El caso Cifuentes no tiene desperdicio. Desde el mismo momento en que saltaron las alarmas sobre uno de sus dos másters (quedamos pendientes del otro), la gran duda era saber quién movía la mano que mece la cuna. Desde el entorno de la derecha se difundió rápidamente que todo obedecía a la guerra de camarillas de la Universidad Rey Juan Carlos, y que la presidenta de la Comunidad de Madrid era un daño colateral, pero que el objetivo era el equipo del rector. Vamos, que se estaban matando moscas a cañonazos. No me lo acabo de creer, aunque admito que hay gente capaz de poner en peligro la reputación de una universidad pública y laminar la carrera de una líder emergente con tal de hacerle un arañazo a su oponente académico. Se me hace cuesta arriba, pero cosas más raras se han visto.
Ahora bien, la segunda cesta parece tener más mimbres. La del fuego amigo, sí. Esa según la cual el futuro político de Cristina Cifuentes empezaba a ser un peligro. ¿Para quién? Para muchos. La presidenta madrileña podría haberse abierto camino hacia el puesto de Mariano Rajoy. Cumplía con prácticamente todos los requisitos, excepto uno muy relevante: en política, con el pasado se pacta, no se le pasa a cuchillo para ganar altura y erigir tu trono sobre cadáveres.
Por si hay alguien que no lo entiende, pongamos algún ejemplo. Desde que llegó Rajoy a la presidencia del partido, el PP camina con una mochila llena de acusaciones de corrupción sin torcer el gesto, como si no fuera con ellos. Incluso han hecho las paces con Bárcenas. ¿Alguien vio a Rajoy-Cospedal desnudar las miserias del partido para parecer más honrados? De repente, en plena crisis económica mundial, ellos se subieron el sueldo una barbaridad. Vamos, como si fuera una forma de compensar un vacío económico. Pero en silencio, sin fusilar al amanecer.

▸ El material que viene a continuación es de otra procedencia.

// Stream facade
// File-handle style operations over a transaction, plus std::io adapters

use crate::config::{JournalConfig, TxConfig};
use crate::error::{TxError, TxResult};
use crate::source::{ByteSource, FileSource, LockMode};
use crate::transaction::{Transaction, Whence};
use std::io;
use std::path::{Path, PathBuf};

/// Operations a caller performs on a transactional handle
pub trait TxStream {
    fn seek(&mut self, offset: i64, whence: Whence) -> TxResult<u64>;

    fn tell(&self) -> u64;

    /// `None` at end of stream
    fn read(&mut self, len: usize) -> TxResult<Option<Vec<u8>>>;

    fn write(&mut self, data: &[u8]) -> TxResult<usize>;

    /// `None` at end of stream
    fn readline(&mut self) -> TxResult<Option<Vec<u8>>>;

    fn flock(&mut self, mode: LockMode) -> TxResult<bool>;

    fn commit(&mut self) -> TxResult<()>;

    fn rollback(&mut self) -> TxResult<()>;

    fn close(&mut self) -> TxResult<()>;
}

impl<S: ByteSource> TxStream for Transaction<S> {
    fn seek(&mut self, offset: i64, whence: Whence) -> TxResult<u64> {
        Transaction::seek(self, offset, whence)
    }

    fn tell(&self) -> u64 {
        Transaction::tell(self)
    }

    fn read(&mut self, len: usize) -> TxResult<Option<Vec<u8>>> {
        Transaction::read(self, len)
    }

    fn write(&mut self, data: &[u8]) -> TxResult<usize> {
        Transaction::write(self, data)
    }

    fn readline(&mut self) -> TxResult<Option<Vec<u8>>> {
        Transaction::readline(self)
    }

    fn flock(&mut self, mode: LockMode) -> TxResult<bool> {
        Transaction::flock(self, mode)
    }

    fn commit(&mut self) -> TxResult<()> {
        Transaction::commit(self)
    }

    fn rollback(&mut self) -> TxResult<()> {
        Transaction::rollback(self);
        Ok(())
    }

    fn close(&mut self) -> TxResult<()> {
        Transaction::close(self)
    }
}

/// Parsed open request.
///
/// Leading mode decorations (`<`, `>`, `>>`, `+<`, `+>` ...) are stripped;
/// the file is always opened read-write. Any decoration containing `>`
/// asks for the file to be created empty when it does not exist.
#[derive(Debug, Clone, PartialEq, Eq)]
pub struct OpenRequest {
    pub path: PathBuf,
    pub create: bool,
}

impl OpenRequest {
    pub fn parse(target: &str) -> TxResult<Self> {
        let trimmed = target.trim_start();
        let split = trimmed
            .find(|c: char| !matches!(c, '<' | '>' | '+' | ' ' | '\t'))
            .unwrap_or(trimmed.len());
        let (decoration, rest) = trimmed.split_at(split);

        let path = rest.trim_end();
        if path.is_empty() {
            return Err(TxError::InvalidInput(format!("no path in open request {:?}", target)));
        }

        Ok(Self {
            path: PathBuf::from(path),
            create: decoration.contains('>'),
        })
    }
}

/// Transactional handle on a file
pub struct TxFile {
    tx: Transaction<FileSource>,
    closed: bool,
}

impl TxFile {
    /// Open `target` (a path, optionally carrying mode decorations)
    pub fn open(target: &str, config: TxConfig) -> TxResult<Self> {
        let request = OpenRequest::parse(target)?;
        let source = if request.create {
            FileSource::open_or_create(&request.path)?
        } else {
            FileSource::open(&request.path)?
        };

        Ok(Self {
            tx: Transaction::with_config(source, config)?,
            closed: false,
        })
    }

    /// Open with a journal and sentinel stored next to the file
    pub fn open_journaled(target: &str, config: TxConfig) -> TxResult<Self> {
        let request = OpenRequest::parse(target)?;
        let config = config.with_journal(JournalConfig::beside(&request.path));
        Self::open(target, config)
    }

    pub fn path(&self) -> &Path {
        self.tx.source().path()
    }

    pub fn is_closed(&self) -> bool {
        self.closed
    }

    pub fn transaction(&self) -> &Transaction<FileSource> {
        &self.tx
    }

    fn active(&mut self) -> TxResult<&mut Transaction<FileSource>> {
        if self.closed {
            return Err(TxError::Closed);
        }
        Ok(&mut self.tx)
    }
}

impl TxStream for TxFile {
    fn seek(&mut self, offset: i64, whence: Whence) -> TxResult<u64> {
        self.active()?.seek(offset, whence)
    }

    fn tell(&self) -> u64 {
        self.tx.tell()
    }

    fn read(&mut self, len: usize) -> TxResult<Option<Vec<u8>>> {
        self.active()?.read(len)
    }

    fn write(&mut self, data: &[u8]) -> TxResult<usize> {
        self.active()?.write(data)
    }

    fn readline(&mut self) -> TxResult<Option<Vec<u8>>> {
        self.active()?.readline()
    }

    fn flock(&mut self, mode: LockMode) -> TxResult<bool> {
        self.active()?.flock(mode)
    }

    fn commit(&mut self) -> TxResult<()> {
        self.active()?.commit()
    }

    fn rollback(&mut self) -> TxResult<()> {
        self.active()?.rollback();
        Ok(())
    }

    fn close(&mut self) -> TxResult<()> {
        self.active()?.close()?;
        self.closed = true;
        Ok(())
    }
}

impl io::Read for TxFile {
    fn read(&mut self, buf: &mut [u8]) -> io::Result<usize> {
        match TxStream::read(self, buf.len())? {
            Some(data) => {
                buf[..data.len()].copy_from_slice(&data);
                Ok(data.len())
            }
            None => Ok(0),
        }
    }
}

impl io::Write for TxFile {
    fn write(&mut self, buf: &[u8]) -> io::Result<usize> {
        Ok(TxStream::write(self, buf)?)
    }

    /// Pending writes only reach the file on `commit`
    fn flush(&mut self) -> io::Result<()> {
        Ok(())
    }
}

impl io::Seek for TxFile {
    fn seek(&mut self, pos: io::SeekFrom) -> io::Result<u64> {
        let target = match pos {
            io::SeekFrom::Start(n) => n as i128,
            io::SeekFrom::Current(n) => self.tx.tell() as i128 + n as i128,
            io::SeekFrom::End(n) => self.tx.logical_len() as i128 + n as i128,
        };
        let offset = i64::try_from(target).map_err(|_| {
            io::Error::new(io::ErrorKind::InvalidInput, format!("seek position {} out of range", target))
        })?;
        Ok(TxStream::seek(self, offset, Whence::Set)?)
    }
}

Ha sido la propia presidenta la que, poco a poco, se ha diseñado el traje de madera, primero con explicaciones atropelladas, después admitiendo irregularidades y, finalmente, denunciando al mensajero
En Madrid, llegó Cifuentes y en su estrategia por aparentar que el PP regional que preside aguanta la prueba del algodón, no se ha ocupado de blindar el pasado, algo en lo que confiaban sus predecesores, sino que ha aparecido como la principal acusadora, y si no que se lo digan a Ignacio González y a Francisco Granados, ellos tan habituados, al menos de cara a la galería, a aquello de entre bomberos no nos pisamos la manguera y resulta que han acabado en la pira.
Personalmente prefiero el sistema de Cifuentes: el que la haya hecho que la pague. Pero parece que para un partido con un número de militantes que multiplica varias veces al siguiente, es más rentable el silencio, aunque suene a complicidad. Es menos higiénico y huele bastante peor, pero asegura la continuidad de la especie.
Llegados a este máster, la propia presidenta ha sido la que, poco a poco, se ha diseñado el traje de madera. Primero con explicaciones atropelladas; después, admitiendo irregularidades, pero permitidas por la universidad; y luego pidiendo prisión para los periodistas que le han pillado con el carrito del helado. Si no se hubiera llevado tan mal con Ignacio González, éste le habría explicado que sus problemas se multiplicaron cuando se le ocurrió denunciar ante un juzgado, a un tiempo, el espionaje al que había sido sometido en Cartagena de Indias y a los periodistas que lo publicaron. Hay que aprender de todos, incluso de los enemigos. Aunque lo de aprender sin ir a clase, se ha puesto difícil.